pub use sea_orm_migration::prelude::*;

mod m20220101_000001_create_user_table;

pub struct Migrator;

#[async_trait::async_trait]
impl MigratorTrait for Migrator {
    fn migrations() -> Vec<Box<dyn MigrationTrait>> {
        vec![Box::new(m20220101_000001_create_user_table::Migration)]
    }
}
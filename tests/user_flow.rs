mod common;

use account_service::types::user::UserRes;
use actix_web::{http::StatusCode, test};
use common::{client::TestClient, test_data, TestContext};
use serde_json::json;

#[tokio::test]
async fn test_user_creation_flow_success() {
    println!("\n\n[+] Running test: test_user_creation_flow_success");
    let ctx = TestContext::new().await;
    let client = TestClient::new(ctx.db.clone(), ctx.tokens.clone());
    let app = test::init_service(client.create_app()).await;
    println!("[+] Actix web app initialized.");

    let user_data = test_data::sample_user();
    println!("[>] Sending request to create user: {:?}", user_data.username);
    let req = test::TestRequest::post()
        .uri("/users/create")
        .set_json(&user_data)
        .to_request();

    let resp = test::call_service(&app, req).await;
    println!("[<] Received response with status: {}", resp.status());
    assert_eq!(resp.status(), StatusCode::CREATED);
    assert_eq!(resp.headers().get("content-type").unwrap(), "application/json");

    let body: serde_json::Value = test::read_body_json(resp).await;
    println!("[<] Response body: {}", body);
    assert_eq!(body["username"], "pet");
    assert_eq!(body["email"], "pet@gmail.com");
    assert!(body.get("password").is_none());

    let stored = ctx.db.get_user_by_email("pet@gmail.com").await.unwrap();
    assert_ne!(stored.password, "password");
    println!("[/] Test passed: User creation flow successful.");
}

#[tokio::test]
async fn test_user_creation_flow_rejections() {
    println!("\n\n[+] Running test: test_user_creation_flow_rejections");
    let ctx = TestContext::new().await;
    let client = TestClient::new(ctx.db.clone(), ctx.tokens.clone());
    let app = test::init_service(client.create_app()).await;

    let first = test::TestRequest::post()
        .uri("/users/create")
        .set_json(test_data::sample_user())
        .to_request();
    assert_eq!(test::call_service(&app, first).await.status(), StatusCode::CREATED);

    let samples = [
        (json!({"username": "Frank", "email": "pet@gmail.com", "password": "password"}), StatusCode::CONFLICT, "Email Already Taken"),
        (json!({"username": "pet", "email": "grand@gmail.com", "password": "password"}), StatusCode::CONFLICT, "Username Already Taken"),
        (json!({"username": "pet", "email": "kangmail.com", "password": "password"}), StatusCode::UNPROCESSABLE_ENTITY, "Invalid Email"),
        (json!({"username": "", "email": "kan@gmail.com", "password": "password"}), StatusCode::UNPROCESSABLE_ENTITY, "Required Username"),
        (json!({"username": "kan", "email": "", "password": "password"}), StatusCode::UNPROCESSABLE_ENTITY, "Required Email"),
        (json!({"username": "kan", "email": "kan@gmail.com", "password": ""}), StatusCode::UNPROCESSABLE_ENTITY, "Required Password"),
    ];

    for (input, status, message) in samples {
        println!("[>] Creating user with {}", input);
        let req = test::TestRequest::post()
            .uri("/users/create")
            .set_json(&input)
            .to_request();

        let resp = test::call_service(&app, req).await;
        println!("[<] Received response with status: {}", resp.status());
        assert_eq!(resp.status(), status);

        let body: serde_json::Value = test::read_body_json(resp).await;
        assert_eq!(body["error"], message);
    }

    assert_eq!(ctx.db.get_all_users().await.unwrap().len(), 1);
    println!("[/] Test passed: every invalid registration was refused.");
}

#[tokio::test]
async fn test_user_creation_flow_malformed_body() {
    println!("\n\n[+] Running test: test_user_creation_flow_malformed_body");
    let ctx = TestContext::new().await;
    let client = TestClient::new(ctx.db.clone(), ctx.tokens.clone());
    let app = test::init_service(client.create_app()).await;

    for input in [
        json!({"username": "kan", "email": "kan@gmail.com"}),
        json!({"username": "kan", "email": "kan@gmail.com", "password": "password", "admin": true}),
    ] {
        let req = test::TestRequest::post()
            .uri("/users/create")
            .set_json(&input)
            .to_request();
        let resp = test::call_service(&app, req).await;
        assert_eq!(resp.status(), StatusCode::UNPROCESSABLE_ENTITY);
    }
    println!("[/] Test passed: missing and unknown fields are rejected.");
}

#[tokio::test]
async fn test_list_users_flow() {
    println!("\n\n[+] Running test: test_list_users_flow");
    let ctx = TestContext::new().await;
    let client = TestClient::new(ctx.db.clone(), ctx.tokens.clone());
    let app = test::init_service(client.create_app()).await;

    client.create_test_user("Steven something", "steven@gmail.com").await.unwrap();
    client.create_test_user("Chuck Norris", "chuck@gmail.com").await.unwrap();

    let req = test::TestRequest::get().uri("/users").to_request();
    let resp = test::call_service(&app, req).await;
    assert_eq!(resp.status(), StatusCode::OK);

    let users: Vec<UserRes> = test::read_body_json(resp).await;
    assert_eq!(users.len(), 2);
    assert_eq!(users[0].username, "Steven something");
    assert_eq!(users[1].email, "chuck@gmail.com");
    println!("[/] Test passed: both users listed.");
}

#[tokio::test]
async fn test_get_user_flow() {
    println!("\n\n[+] Running test: test_get_user_flow");
    let ctx = TestContext::new().await;
    let client = TestClient::new(ctx.db.clone(), ctx.tokens.clone());
    let app = test::init_service(client.create_app()).await;

    let (user_id, _) = client.create_test_user("Pet", "pet@email.com").await.unwrap();

    let req = test::TestRequest::get().uri(&format!("/users/{}", user_id)).to_request();
    let resp = test::call_service(&app, req).await;
    assert_eq!(resp.status(), StatusCode::OK);
    let body: serde_json::Value = test::read_body_json(resp).await;
    assert_eq!(body["username"], "Pet");
    assert_eq!(body["email"], "pet@email.com");
    assert!(body.get("password").is_none());

    println!("[>] Requesting /users/unknown");
    let req = test::TestRequest::get().uri("/users/unknown").to_request();
    let resp = test::call_service(&app, req).await;
    assert_eq!(resp.status(), StatusCode::BAD_REQUEST);

    println!("[>] Requesting /users/+{}", user_id);
    let req = test::TestRequest::get().uri(&format!("/users/+{}", user_id)).to_request();
    let resp = test::call_service(&app, req).await;
    assert_eq!(resp.status(), StatusCode::BAD_REQUEST);

    println!("[>] Requesting an id that does not exist");
    let req = test::TestRequest::get().uri(&format!("/users/{}", user_id + 100)).to_request();
    let resp = test::call_service(&app, req).await;
    assert_eq!(resp.status(), StatusCode::NOT_FOUND);
    println!("[/] Test passed: lookup by id.");
}
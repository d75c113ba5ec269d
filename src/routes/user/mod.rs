pub mod create;
pub mod delete;
pub mod get;
pub mod list;
pub mod update;
use serde::Serialize;
use crate::types::error::AppError;
use actix_web::{HttpResponse, Responder};

pub enum ApiResponse<T> {
    Ok(T),
    Created(T),
    /// 204 carrying the removed row's id in the `Entity` header.
    Deleted(i32),
}

impl<T: Serialize> Responder for ApiResponse<T> {
    type Body = actix_web::body::BoxBody;
    fn respond_to(self, _: &actix_web::HttpRequest) -> HttpResponse {
        match self {
            ApiResponse::Ok(v) => HttpResponse::Ok().json(v),
            ApiResponse::Created(v) => HttpResponse::Created()
                .json(v),
            ApiResponse::Deleted(id) => HttpResponse::NoContent()
                .insert_header(("Entity", id.to_string()))
                .finish(),
        }
    }
}

pub type ApiResult<T> = Result<ApiResponse<T>, AppError>;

> **Exercise objective**
Would you please copy every line from the listing above that contains the word "unknown"?

> **Task answer**
    println!("[/] Test passed: missing and unknown fields are rejected.");
    println!("[>] Requesting /users/unknown");
    let req = test::TestRequest::get().uri("/users/unknown").to_request();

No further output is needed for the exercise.